Below are the records; restate all of them exactly.

+ + +

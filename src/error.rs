//! HTTP-facing error type.
//!
//! Domain conditions ([`CodeError`], [`StoreError`], [`UrlValidationError`])
//! are converted into [`AppError`], which renders as
//! `{"error": {"code", "message", "details"}}` with a matching status code.

use axum::{
    Json,
    http::StatusCode,
    response::{IntoResponse, Response},
};
use serde::Serialize;
use serde_json::{Value, json};

use crate::domain::errors::{CodeError, StoreError};
use crate::utils::url_validator::UrlValidationError;

#[derive(Serialize)]
struct ErrorBody {
    error: ErrorInfo,
}

/// Machine-readable error payload.
#[derive(Debug, Clone, Serialize)]
pub struct ErrorInfo {
    pub code: &'static str,
    pub message: String,
    pub details: Value,
}

#[derive(Debug, thiserror::Error)]
pub enum AppError {
    #[error("{message}")]
    Validation { message: String, details: Value },
    #[error("{message}")]
    NotFound { message: String, details: Value },
    #[error("{message}")]
    Conflict { message: String, details: Value },
    #[error("{message}")]
    Internal { message: String, details: Value },
}

impl AppError {
    pub fn bad_request(message: impl Into<String>, details: Value) -> Self {
        Self::Validation {
            message: message.into(),
            details,
        }
    }
    pub fn not_found(message: impl Into<String>, details: Value) -> Self {
        Self::NotFound {
            message: message.into(),
            details,
        }
    }
    pub fn conflict(message: impl Into<String>, details: Value) -> Self {
        Self::Conflict {
            message: message.into(),
            details,
        }
    }
    pub fn internal(message: impl Into<String>, details: Value) -> Self {
        Self::Internal {
            message: message.into(),
            details,
        }
    }

    pub fn status_code(&self) -> StatusCode {
        match self {
            AppError::Validation { .. } => StatusCode::BAD_REQUEST,
            AppError::NotFound { .. } => StatusCode::NOT_FOUND,
            AppError::Conflict { .. } => StatusCode::CONFLICT,
            AppError::Internal { .. } => StatusCode::INTERNAL_SERVER_ERROR,
        }
    }

    pub fn to_error_info(&self) -> ErrorInfo {
        let (code, message, details) = match self {
            AppError::Validation { message, details } => ("validation_error", message, details),
            AppError::NotFound { message, details } => ("not_found", message, details),
            AppError::Conflict { message, details } => ("conflict", message, details),
            AppError::Internal { message, details } => ("internal_error", message, details),
        };

        ErrorInfo {
            code,
            message: message.clone(),
            details: details.clone(),
        }
    }
}

impl IntoResponse for AppError {
    fn into_response(self) -> Response {
        let status = self.status_code();
        if status.is_server_error() {
            tracing::error!(error = %self, "Request failed");
        }

        let body = ErrorBody {
            error: self.to_error_info(),
        };

        (status, Json(body)).into_response()
    }
}

impl From<StoreError> for AppError {
    fn from(e: StoreError) -> Self {
        match e {
            StoreError::NotFound => AppError::not_found("Short URL not found", json!({})),
            StoreError::DuplicateCode(code) => {
                AppError::conflict("Short code already exists", json!({ "code": code }))
            }
            StoreError::Backend(reason) => {
                AppError::internal("Storage error", json!({ "reason": reason }))
            }
        }
    }
}

impl From<CodeError> for AppError {
    fn from(e: CodeError) -> Self {
        AppError::internal("Failed to generate short code", json!({ "reason": e.to_string() }))
    }
}

impl From<UrlValidationError> for AppError {
    fn from(e: UrlValidationError) -> Self {
        AppError::bad_request("Invalid URL", json!({ "reason": e.to_string() }))
    }
}

impl From<validator::ValidationErrors> for AppError {
    fn from(e: validator::ValidationErrors) -> Self {
        let details = serde_json::to_value(e.field_errors()).unwrap_or_else(|_| json!({}));
        AppError::bad_request("Request validation failed", details)
    }
}
//! HTTP server initialization and runtime setup.
//!
//! Handles storage selection, database connection and migrations, and the
//! Axum server lifecycle including graceful shutdown.

use crate::config::{Config, StorageBackend};
use crate::domain::repositories::UrlRepository;
use crate::infrastructure::persistence::{MemoryUrlRepository, PgUrlRepository};
use crate::routes::app_router;
use crate::state::AppState;

use anyhow::{Context, Result};
use axum::ServiceExt;
use axum::extract::Request;
use sqlx::PgPool;
use sqlx::postgres::PgPoolOptions;
use std::net::SocketAddr;
use std::sync::Arc;
use std::time::Duration;
use tokio_retry::Retry;
use tokio_retry::strategy::{ExponentialBackoff, jitter};

/// Connection attempts before startup gives up on the database.
const DB_CONNECT_ATTEMPTS: usize = 5;

/// Runs the HTTP server with the given configuration.
///
/// Initializes:
/// - Storage backend (in-memory, or PostgreSQL with migrations applied)
/// - Axum HTTP server with graceful shutdown on Ctrl+C / SIGTERM
///
/// # Errors
///
/// Returns an error if:
/// - Database connection or migration fails
/// - Server bind fails
/// - Server runtime error occurs
pub async fn run(config: Config) -> Result<()> {
    let repository = build_repository(&config).await?;

    let state = AppState::new(repository, config.shortener_settings());
    let app = app_router(state, config.request_timeout());

    let addr: SocketAddr = config
        .listen_addr
        .parse()
        .with_context(|| format!("Invalid listen address '{}'", config.listen_addr))?;
    let listener = tokio::net::TcpListener::bind(addr)
        .await
        .with_context(|| format!("Failed to bind {addr}"))?;
    tracing::info!("Listening on http://{addr}");

    axum::serve(listener, ServiceExt::<Request>::into_make_service(app))
        .with_graceful_shutdown(shutdown_signal())
        .await?;

    tracing::info!("Server stopped");
    Ok(())
}

/// Builds the repository selected by `STORAGE_BACKEND`.
async fn build_repository(config: &Config) -> Result<Arc<dyn UrlRepository>> {
    match config.storage_backend {
        StorageBackend::Memory => {
            tracing::info!("Using in-memory storage");
            Ok(Arc::new(MemoryUrlRepository::new()))
        }
        StorageBackend::Postgres => {
            let pool = connect_pool(config).await?;
            tracing::info!("Connected to database");

            sqlx::migrate!("./migrations")
                .run(&pool)
                .await
                .context("Failed to run migrations")?;
            tracing::info!("Migrations applied");

            Ok(Arc::new(PgUrlRepository::new(Arc::new(pool))))
        }
    }
}

/// Opens the connection pool, retrying with jittered exponential backoff.
async fn connect_pool(config: &Config) -> Result<PgPool> {
    let database_url = config
        .database_url
        .as_deref()
        .context("DATABASE_URL is required for the postgres storage backend")?;

    let options = PgPoolOptions::new()
        .max_connections(config.db_max_connections)
        .acquire_timeout(Duration::from_secs(config.db_connect_timeout))
        .idle_timeout(Duration::from_secs(config.db_idle_timeout))
        .max_lifetime(Duration::from_secs(config.db_max_lifetime));

    let strategy = ExponentialBackoff::from_millis(100)
        .map(jitter)
        .take(DB_CONNECT_ATTEMPTS);

    Retry::spawn(strategy, || {
        let options = options.clone();
        async move {
            options.connect(database_url).await.inspect_err(|e| {
                tracing::warn!(error = %e, "Database connection failed, retrying");
            })
        }
    })
    .await
    .context("Failed to connect to database")
}

/// Resolves when the process receives Ctrl+C or SIGTERM.
async fn shutdown_signal() {
    let ctrl_c = async {
        if let Err(e) = tokio::signal::ctrl_c().await {
            tracing::error!(error = %e, "Failed to install Ctrl+C handler");
        }
    };

    #[cfg(unix)]
    let terminate = async {
        match tokio::signal::unix::signal(tokio::signal::unix::SignalKind::terminate()) {
            Ok(mut signal) => {
                signal.recv().await;
            }
            Err(e) => {
                tracing::error!(error = %e, "Failed to install SIGTERM handler");
                std::future::pending::<()>().await;
            }
        }
    };

    #[cfg(not(unix))]
    let terminate = std::future::pending::<()>();

    tokio::select! {
        _ = ctrl_c => {},
        _ = terminate => {},
    }

    tracing::info!("Shutdown signal received, draining connections");
}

+ + +

Your solution:
filename src/error.rs
//! HTTP-facing error type.
//!
//! Domain conditions ([`CodeError`], [`StoreError`], [`UrlValidationError`])
//! are converted into [`AppError`], which renders as
//! `{"error": {"code", "message", "details"}}` with a matching status code.

use axum::{
    Json,
    http::StatusCode,
    response::{IntoResponse, Response},
};
use serde::Serialize;
use serde_json::{Value, json};

use crate::domain::errors::{CodeError, StoreError};
use crate::utils::url_validator::UrlValidationError;

#[derive(Serialize)]
struct ErrorBody {
    error: ErrorInfo,
}

/// Machine-readable error payload.
#[derive(Debug, Clone, Serialize)]
pub struct ErrorInfo {
    pub code: &'static str,
    pub message: String,
    pub details: Value,
}

#[derive(Debug, thiserror::Error)]
pub enum AppError {
    #[error("{message}")]
    Validation { message: String, details: Value },
    #[error("{message}")]
    NotFound { message: String, details: Value },
    #[error("{message}")]
    Conflict { message: String, details: Value },
    #[error("{message}")]
    Internal { message: String, details: Value },
}

impl AppError {
    pub fn bad_request(message: impl Into<String>, details: Value) -> Self {
        Self::Validation {
            message: message.into(),
            details,
        }
    }
    pub fn not_found(message: impl Into<String>, details: Value) -> Self {
        Self::NotFound {
            message: message.into(),
            details,
        }
    }
    pub fn conflict(message: impl Into<String>, details: Value) -> Self {
        Self::Conflict {
            message: message.into(),
            details,
        }
    }
    pub fn internal(message: impl Into<String>, details: Value) -> Self {
        Self::Internal {
            message: message.into(),
            details,
        }
    }

    pub fn status_code(&self) -> StatusCode {
        match self {
            AppError::Validation { .. } => StatusCode::BAD_REQUEST,
            AppError::NotFound { .. } => StatusCode::NOT_FOUND,
            AppError::Conflict { .. } => StatusCode::CONFLICT,
            AppError::Internal { .. } => StatusCode::INTERNAL_SERVER_ERROR,
        }
    }

    pub fn to_error_info(&self) -> ErrorInfo {
        let (code, message, details) = match self {
            AppError::Validation { message, details } => ("validation_error", message, details),
            AppError::NotFound { message, details } => ("not_found", message, details),
            AppError::Conflict { message, details } => ("conflict", message, details),
            AppError::Internal { message, details } => ("internal_error", message, details),
        };

        ErrorInfo {
            code,
            message: message.clone(),
            details: details.clone(),
        }
    }
}

impl IntoResponse for AppError {
    fn into_response(self) -> Response {
        let status = self.status_code();
        if status.is_server_error() {
            tracing::error!(error = %self, "Request failed");
        }

        let body = ErrorBody {
            error: self.to_error_info(),
        };

        (status, Json(body)).into_response()
    }
}

impl From<StoreError> for AppError {
    fn from(e: StoreError) -> Self {
        match e {
            StoreError::NotFound => AppError::not_found("Short URL not found", json!({})),
            StoreError::DuplicateCode(code) => {
                AppError::conflict("Short code already exists", json!({ "code": code }))
            }
            StoreError::Backend(reason) => {
                AppError::internal("Storage error", json!({ "reason": reason }))
            }
        }
    }
}

impl From<CodeError> for AppError {
    fn from(e: CodeError) -> Self {
        AppError::internal("Failed to generate short code", json!({ "reason": e.to_string() }))
    }
}

impl From<UrlValidationError> for AppError {
    fn from(e: UrlValidationError) -> Self {
        AppError::bad_request("Invalid URL", json!({ "reason": e.to_string() }))
    }
}

impl From<validator::ValidationErrors> for AppError {
    fn from(e: validator::ValidationErrors) -> Self {
        let details = serde_json::to_value(e.field_errors()).unwrap_or_else(|_| json!({}));
        AppError::bad_request("Request validation failed", details)
    }
}
//! HTTP server initialization and runtime setup.
//!
//! Handles storage selection, database connection and migrations, and the
//! Axum server lifecycle including graceful shutdown.

use crate::config::{Config, StorageBackend};
use crate::domain::repositories::UrlRepository;
use crate::infrastructure::persistence::{MemoryUrlRepository, PgUrlRepository};
use crate::routes::app_router;
use crate::state::AppState;

use anyhow::{Context, Result};
use axum::ServiceExt;
use axum::extract::Request;
use sqlx::PgPool;
use sqlx::postgres::PgPoolOptions;
use std::net::SocketAddr;
use std::sync::Arc;
use std::time::Duration;
use tokio_retry::Retry;
use tokio_retry::strategy::{ExponentialBackoff, jitter};

/// Connection attempts before startup gives up on the database.
const DB_CONNECT_ATTEMPTS: usize = 5;

/// Runs the HTTP server with the given configuration.
///
/// Initializes:
/// - Storage backend (in-memory, or PostgreSQL with migrations applied)
/// - Axum HTTP server with graceful shutdown on Ctrl+C / SIGTERM
///
/// # Errors
///
/// Returns an error if:
/// - Database connection or migration fails
/// - Server bind fails
/// - Server runtime error occurs
pub async fn run(config: Config) -> Result<()> {
    let repository = build_repository(&config).await?;

    let state = AppState::new(repository, config.shortener_settings());
    let app = app_router(state, config.request_timeout());

    let addr: SocketAddr = config
        .listen_addr
        .parse()
        .with_context(|| format!("Invalid listen address '{}'", config.listen_addr))?;
    let listener = tokio::net::TcpListener::bind(addr)
        .await
        .with_context(|| format!("Failed to bind {addr}"))?;
    tracing::info!("Listening on http://{addr}");

    axum::serve(listener, ServiceExt::<Request>::into_make_service(app))
        .with_graceful_shutdown(shutdown_signal())
        .await?;

    tracing::info!("Server stopped");
    Ok(())
}

/// Builds the repository selected by `STORAGE_BACKEND`.
async fn build_repository(config: &Config) -> Result<Arc<dyn UrlRepository>> {
    match config.storage_backend {
        StorageBackend::Memory => {
            tracing::info!("Using in-memory storage");
            Ok(Arc::new(MemoryUrlRepository::new()))
        }
        StorageBackend::Postgres => {
            let pool = connect_pool(config).await?;
            tracing::info!("Connected to database");

            sqlx::migrate!("./migrations")
                .run(&pool)
                .await
                .context("Failed to run migrations")?;
            tracing::info!("Migrations applied");

            Ok(Arc::new(PgUrlRepository::new(Arc::new(pool))))
        }
    }
}

/// Opens the connection pool, retrying with jittered exponential backoff.
async fn connect_pool(config: &Config) -> Result<PgPool> {
    let database_url = config
        .database_url
        .as_deref()
        .context("DATABASE_URL is required for the postgres storage backend")?;

    let options = PgPoolOptions::new()
        .max_connections(config.db_max_connections)
        .acquire_timeout(Duration::from_secs(config.db_connect_timeout))
        .idle_timeout(Duration::from_secs(config.db_idle_timeout))
        .max_lifetime(Duration::from_secs(config.db_max_lifetime));

    let strategy = ExponentialBackoff::from_millis(100)
        .map(jitter)
        .take(DB_CONNECT_ATTEMPTS);

    Retry::spawn(strategy, || {
        let options = options.clone();
        async move {
            options.connect(database_url).await.inspect_err(|e| {
                tracing::warn!(error = %e, "Database connection failed, retrying");
            })
        }
    })
    .await
    .context("Failed to connect to database")
}

/// Resolves when the process receives Ctrl+C or SIGTERM.
async fn shutdown_signal() {
    let ctrl_c = async {
        if let Err(e) = tokio::signal::ctrl_c().await {
            tracing::error!(error = %e, "Failed to install Ctrl+C handler");
        }
    };

    #[cfg(unix)]
    let terminate = async {
        match tokio::signal::unix::signal(tokio::signal::unix::SignalKind::terminate()) {
            Ok(mut signal) => {
                signal.recv().await;
            }
            Err(e) => {
                tracing::error!(error = %e, "Failed to install SIGTERM handler");
                std::future::pending::<()>().await;
            }
        }
    };

    #[cfg(not(unix))]
    let terminate = std::future::pending::<()>();

    tokio::select! {
        _ = ctrl_c => {},
        _ = terminate => {},
    }

    tracing::info!("Shutdown signal received, draining connections");
}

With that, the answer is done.